**** EXERCISE DATA ****
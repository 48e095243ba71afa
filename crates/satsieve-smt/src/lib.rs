#![doc = include_str!("../README.md")]

//! The term language and solver interface consumed by the classification
//! and generation crates. Nothing here decides satisfiability on its own;
//! decisions always come from a backend implementing [`solver::SmtSolver`].

pub mod backends;
pub mod model;
pub mod solver;
pub mod sorts;
pub mod terms;
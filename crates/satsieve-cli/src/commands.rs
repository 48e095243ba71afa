//! Command handlers, one module per subcommand.

pub(crate) mod generate;
pub(crate) mod stress;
****
| YOUR ASSIGNMENT |
The entries above must be repeated word for word.

| ANSWER SPACE |
repository 48e095243ba71afa
filename crates/satsieve-smt/src/lib.rs
#![doc = include_str!("../README.md")]

//! The term language and solver interface consumed by the classification
//! and generation crates. Nothing here decides satisfiability on its own;
//! decisions always come from a backend implementing [`solver::SmtSolver`].

pub mod backends;
pub mod model;
pub mod solver;
pub mod sorts;
pub mod terms;
filename crates/satsieve-cli/src/commands.rs
repository 48e095243ba71afa
//! Command handlers, one module per subcommand.

pub(crate) mod generate;
pub(crate) mod stress;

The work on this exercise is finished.